If these are the bounds selected by the laboratory, only those samples with a corresponding Pr(D) = 0.00 – 0.20 should be evaluated. It should be noted that the present study simulated two-person mixtures in a contributor ratio of 1:1. Supplementary studies that simulate mixtures with varying ratios and numbers of contributors are
expected due to low-template, the samples should not be analyzed. It would be classified as a Type C [7] or uninterpretable mixture [11].
Previous work suggests that Pr(D) increases with decreasing DNA input levels and can be characterized via peak heights [9]. Gill et al. [61] showed that Pr(D) ≈ 0.20 when allele peak heights are between approximately 50 – 100 RFU for the AmpFℓSTR® SGM Plus® PCR Amplification Kit. Therefore, for the aforementioned bounds, if it is
suspected that less than ~0.1 ng was amplified for a given contributor—as evidenced by peak heights less than ~100 RFU at an analytical threshold of 50 RFU—then the
laboratory would deem the sample indeterminable and would not use it for comparison purposes. The decision would be made before comparison to a reference sample.

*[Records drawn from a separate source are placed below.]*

//! Canonical types shared across the sonde crates.
//!
//! Everything that crosses a crate boundary lives here: the scan entities,
//! the engine wire report, batch bookkeeping, and the error taxonomy.

pub mod error;
pub mod types;

pub use error::ScanError;
pub use types::{
    BatchSnapshot, BatchStatus, ConfidenceBucket, EmbeddedCounts, Engine, EngineReport,
    EngineStats, EngineStatus, EngineVerdict, FailureRecord, FileHashes, FileOutcome,
    HistoryRecord, ScanOptions, ScanResult, SecurityReport, SystemMetrics, ThreatLevel,
};

/// Generate a new scan/batch identifier.
///
/// UUIDv4 rather than the original's millisecond-timestamp ids: concurrent
/// submissions within the same millisecond must not collide.
pub fn new_id(prefix: &str) -> String {
    format!("{}_{}", prefix, uuid::Uuid::new_v4().simple())
}
//! Read-only status and metrics lookups.
//!
//! The service never mutates orchestrator or store state; every answer is
//! computed fresh from the live counters, the registry, and the history
//! store - nothing is cached beyond the single request.

use chrono::Utc;
use serde::Serialize;
use sonde_protocol::{
    BatchSnapshot, EngineStats, EngineStatus, HistoryRecord, ScanError, SystemMetrics,
};
use std::collections::BTreeMap;
use std::sync::Arc;
use std::time::Duration;
use sysinfo::{CpuExt, DiskExt, System, SystemExt};

use crate::orchestrator::Orchestrator;

/// Interval between the two CPU refreshes a usage sample needs.
const CPU_SAMPLE_INTERVAL: Duration = Duration::from_millis(200);

/// Answer to "what is the status of job X": a live batch or a persisted
/// record.
#[derive(Debug, Clone, Serialize)]
#[serde(tag = "type", rename_all = "snake_case")]
pub enum JobStatus {
    Batch(BatchSnapshot),
    Record(HistoryRecord),
}

/// Per-engine live status joined with usage aggregates.
#[derive(Debug, Clone, Serialize)]
pub struct EngineStatusEntry {
    pub status: EngineStatus,
    pub version: String,
    pub cost: f32,
    #[serde(flatten)]
    pub stats: EngineStats,
}

pub struct StatusService {
    orchestrator: Arc<Orchestrator>,
}

impl StatusService {
    pub fn new(orchestrator: Arc<Orchestrator>) -> Self {
        Self { orchestrator }
    }

    /// Status of a batch or single scan by id. Live batches win over
    /// history; unknown ids are `NotFound`.
    pub async fn job_status(&self, id: &str) -> Result<JobStatus, ScanError> {
        if let Some(snapshot) = self.orchestrator.batch_snapshot(id) {
            return Ok(JobStatus::Batch(snapshot));
        }
        let record = self
            .orchestrator
            .store()
            .get(id)
            .await
            .map_err(ScanError::from)?;
        Ok(JobStatus::Record(record))
    }

    /// Point-in-time host and scan statistics.
    pub async fn system_metrics(&self) -> Result<SystemMetrics, ScanError> {
        let engine_stats = self
            .orchestrator
            .store()
            .engine_stats()
            .await
            .map_err(ScanError::from)?;
        let total_scans = self
            .orchestrator
            .store()
            .count()
            .await
            .map_err(ScanError::from)?;

        let mut sys = System::new();
        sys.refresh_cpu();
        // CPU usage is a delta between two samples.
        tokio::time::sleep(CPU_SAMPLE_INTERVAL).await;
        sys.refresh_cpu();
        sys.refresh_memory();
        sys.refresh_disks_list();
        sys.refresh_disks();

        let cpu_usage = sys.global_cpu_info().cpu_usage();
        let memory_total = sys.total_memory();
        let memory_used = sys.used_memory();
        let memory_usage = percentage(memory_used, memory_total);

        let mut disk_total = 0u64;
        let mut disk_available = 0u64;
        for disk in sys.disks() {
            disk_total += disk.total_space();
            disk_available += disk.available_space();
        }
        let disk_used = disk_total.saturating_sub(disk_available);

        Ok(SystemMetrics {
            cpu_usage,
            memory_usage,
            memory_total,
            memory_used,
            disk_usage: percentage(disk_used, disk_total),
            disk_total,
            disk_used,
            active_workers: self.orchestrator.metrics().active_workers(),
            total_scans,
            engine_stats,
            timestamp: Utc::now(),
        })
    }

    /// Live status plus usage aggregates for every registered engine.
    pub async fn engine_status(
        &self,
    ) -> Result<BTreeMap<String, EngineStatusEntry>, ScanError> {
        let stats = self
            .orchestrator
            .store()
            .engine_stats()
            .await
            .map_err(ScanError::from)?;

        let mut entries = BTreeMap::new();
        for engine in self.orchestrator.registry().list() {
            let engine_stats = stats.get(&engine.name).cloned().unwrap_or_default();
            entries.insert(
                engine.name.clone(),
                EngineStatusEntry {
                    status: engine.status,
                    version: engine.version,
                    cost: engine.cost,
                    stats: engine_stats,
                },
            );
        }
        Ok(entries)
    }
}

fn percentage(used: u64, total: u64) -> f32 {
    if total == 0 {
        0.0
    } else {
        (used as f64 / total as f64 * 100.0) as f32
    }
}

#[cfg(test)]
mod tests {
    use super::*;

    #[test]
    fn test_percentage() {
        assert_eq!(percentage(0, 0), 0.0);
        assert_eq!(percentage(50, 100), 50.0);
        assert_eq!(percentage(1, 3), (1.0f64 / 3.0 * 100.0) as f32);
    }
}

Next, the ROC plot can be used to determine the number of “allowed” discrepancies based on a given Pr(D). For example, considering Figure 25, if a
laboratory has settled upon acceptable rates of incorrect inclusion and correct inclusion at ≤1% and ≥85%, respectively, with Pr(D) ≈0.2, then no more than eight allelic
discrepancies should be allowed by the laboratory’s analysts. That is, if an analyst were to include reference samples as potential contributors to evidence stains despite observing 9 or more allelic discrepancies, error rates greater than the laboratory’s specified
tolerances would be encountered.
Alternatively, given Blackstone’s Ratio [31], a laboratory might solely prioritize the minimization of spurious inculpations at the expense of identifying every true positive, in which case only false inclusions are considered in the constitution of a laboratory’s acceptable error bounds. An example is shown in Figure 26.
Figure 26: Complexity Threshold Based on Blackstone’s Ratio: Simulated Mixture Results
This complexity threshold focuses solely on diminishing the incidence of false positives without specifying a bound on false negatives. Only selected thresholds are labeled.

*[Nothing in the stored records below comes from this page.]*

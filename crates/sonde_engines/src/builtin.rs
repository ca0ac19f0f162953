//! In-process signature engine.
//!
//! Classifies payloads by magic-byte prefixes plus a couple of cheap text
//! heuristics. This is the default engine: always available, no external
//! dependencies, cost 0.1.

use async_trait::async_trait;
use sonde_protocol::{EngineReport, EngineStatus, ScanError};
use std::time::Instant;

use crate::transport::EngineTransport;

/// Magic signature for one file format.
struct MagicSignature {
    media_type: &'static str,
    extension: &'static str,
    offset: usize,
    bytes: &'static [u8],
    confidence: f32,
}

impl MagicSignature {
    fn matches(&self, data: &[u8]) -> bool {
        data.len() >= self.offset + self.bytes.len()
            && &data[self.offset..self.offset + self.bytes.len()] == self.bytes
    }
}

/// Signatures are checked in order; first match wins, so more specific
/// prefixes must precede generic ones (OOXML before plain ZIP).
const SIGNATURES: &[MagicSignature] = &[
    MagicSignature {
        media_type: "application/pdf",
        extension: "pdf",
        offset: 0,
        bytes: b"%PDF-",
        confidence: 0.98,
    },
    MagicSignature {
        media_type: "image/png",
        extension: "png",
        offset: 0,
        bytes: &[0x89, 0x50, 0x4E, 0x47, 0x0D, 0x0A, 0x1A, 0x0A],
        confidence: 0.99,
    },
    MagicSignature {
        media_type: "image/jpeg",
        extension: "jpg",
        offset: 0,
        bytes: &[0xFF, 0xD8, 0xFF],
        confidence: 0.95,
    },
    MagicSignature {
        media_type: "image/gif",
        extension: "gif",
        offset: 0,
        bytes: b"GIF87a",
        confidence: 0.99,
    },
    MagicSignature {
        media_type: "image/gif",
        extension: "gif",
        offset: 0,
        bytes: b"GIF89a",
        confidence: 0.99,
    },
    MagicSignature {
        media_type: "application/zip",
        extension: "zip",
        offset: 0,
        bytes: &[0x50, 0x4B, 0x03, 0x04],
        confidence: 0.90,
    },
    MagicSignature {
        media_type: "application/gzip",
        extension: "gz",
        offset: 0,
        bytes: &[0x1F, 0x8B],
        confidence: 0.95,
    },
    MagicSignature {
        media_type: "application/x-elf",
        extension: "elf",
        offset: 0,
        bytes: &[0x7F, 0x45, 0x4C, 0x46],
        confidence: 0.99,
    },
    MagicSignature {
        media_type: "application/vnd.microsoft.portable-executable",
        extension: "exe",
        offset: 0,
        bytes: &[0x4D, 0x5A],
        confidence: 0.85,
    },
    MagicSignature {
        media_type: "application/x-tar",
        extension: "tar",
        offset: 257,
        bytes: b"ustar",
        confidence: 0.95,
    },
    MagicSignature {
        media_type: "application/x-sqlite3",
        extension: "db",
        offset: 0,
        bytes: b"SQLite format 3\0",
        confidence: 0.99,
    },
];

/// The built-in magic-byte detection engine.
#[derive(Debug, Default)]
pub struct SignatureEngine;

impl SignatureEngine {
    pub const NAME: &'static str = "signature";

    pub fn new() -> Self {
        Self
    }

    fn classify(payload: &[u8]) -> (String, Option<String>, f32) {
        for sig in SIGNATURES {
            if sig.matches(payload) {
                return (
                    sig.media_type.to_string(),
                    Some(sig.extension.to_string()),
                    sig.confidence,
                );
            }
        }

        // Text heuristics: JSON and XML before generic text.
        if let Ok(text) = std::str::from_utf8(payload) {
            let trimmed = text.trim_start();
            if (trimmed.starts_with('{') || trimmed.starts_with('['))
                && serde_json::from_str::<serde_json::Value>(trimmed).is_ok()
            {
                return ("application/json".to_string(), Some("json".to_string()), 0.9);
            }
            if trimmed.starts_with("<?xml") {
                return ("application/xml".to_string(), Some("xml".to_string()), 0.9);
            }
            if !payload.is_empty() {
                return ("text/plain".to_string(), Some("txt".to_string()), 0.6);
            }
        }

        ("application/octet-stream".to_string(), None, 0.1)
    }
}

#[async_trait]
impl EngineTransport for SignatureEngine {
    fn name(&self) -> &str {
        Self::NAME
    }

    fn version(&self) -> &str {
        env!("CARGO_PKG_VERSION")
    }

    fn cost(&self) -> f32 {
        0.1
    }

    async fn probe(&self) -> Result<EngineStatus, ScanError> {
        Ok(EngineStatus::Available)
    }

    async fn detect(&self, payload: &[u8]) -> Result<EngineReport, ScanError> {
        let start = Instant::now();
        let (media_type, extension, confidence) = Self::classify(payload);
        Ok(EngineReport {
            engine: Self::NAME.to_string(),
            engine_version: Some(env!("CARGO_PKG_VERSION").to_string()),
            media_type,
            confidence,
            extension,
            elapsed_ms: start.elapsed().as_secs_f64() * 1000.0,
            malware_score: None,
            hashes: None,
            metadata: None,
            extra: serde_json::Map::new(),
        })
    }
}

#[cfg(test)]
mod tests {
    use super::*;

    async fn detect(payload: &[u8]) -> EngineReport {
        SignatureEngine::new().detect(payload).await.unwrap()
    }

    #[tokio::test]
    async fn test_detects_pdf() {
        let report = detect(b"%PDF-1.7 rest of file").await;
        assert_eq!(report.media_type, "application/pdf");
        assert_eq!(report.extension.as_deref(), Some("pdf"));
        assert!(report.confidence > 0.9);
    }

    #[tokio::test]
    async fn test_detects_png() {
        let mut payload = vec![0x89, 0x50, 0x4E, 0x47, 0x0D, 0x0A, 0x1A, 0x0A];
        payload.extend_from_slice(&[0; 16]);
        let report = detect(&payload).await;
        assert_eq!(report.media_type, "image/png");
    }

    #[tokio::test]
    async fn test_detects_tar_at_offset() {
        let mut payload = vec![0u8; 512];
        payload[257..262].copy_from_slice(b"ustar");
        let report = detect(&payload).await;
        assert_eq!(report.media_type, "application/x-tar");
    }

    #[tokio::test]
    async fn test_detects_json_over_text() {
        let report = detect(br#"{"a": 1, "b": [2, 3]}"#).await;
        assert_eq!(report.media_type, "application/json");
    }

    #[tokio::test]
    async fn test_plain_text_fallback() {
        let report = detect(b"hello world, nothing magic here").await;
        assert_eq!(report.media_type, "text/plain");
        assert_eq!(report.confidence, 0.6);
    }

    #[tokio::test]
    async fn test_unknown_binary_fallback() {
        let report = detect(&[0x00, 0x01, 0x02, 0xFE, 0xFF]).await;
        assert_eq!(report.media_type, "application/octet-stream");
        assert_eq!(report.extension, None);
        assert!(report.confidence < 0.2);
    }

    #[tokio::test]
    async fn test_short_payload_does_not_panic() {
        let report = detect(b"P").await;
        assert_eq!(report.media_type, "text/plain");
    }
}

In this example, any rate of incorrect exclusion is allowed and only the rate of incorrect inclusions is bounded. Here, all samples regardless of drop-out rates may be interpreted, but given a particular Pr(D), a specified number of allowable allelic discrepancies may be defined that increases as with increasing Pr(D). This increase in the number of allowable allelic discrepancies with increasing Pr(D) is again the result of obtaining less allelic information with increasing drop-out, which leads to an increased chance in correctly excluding a reference who ought to have been excluded. (Refer to Figure 15 and Table 7 for detailed discussions of this point.)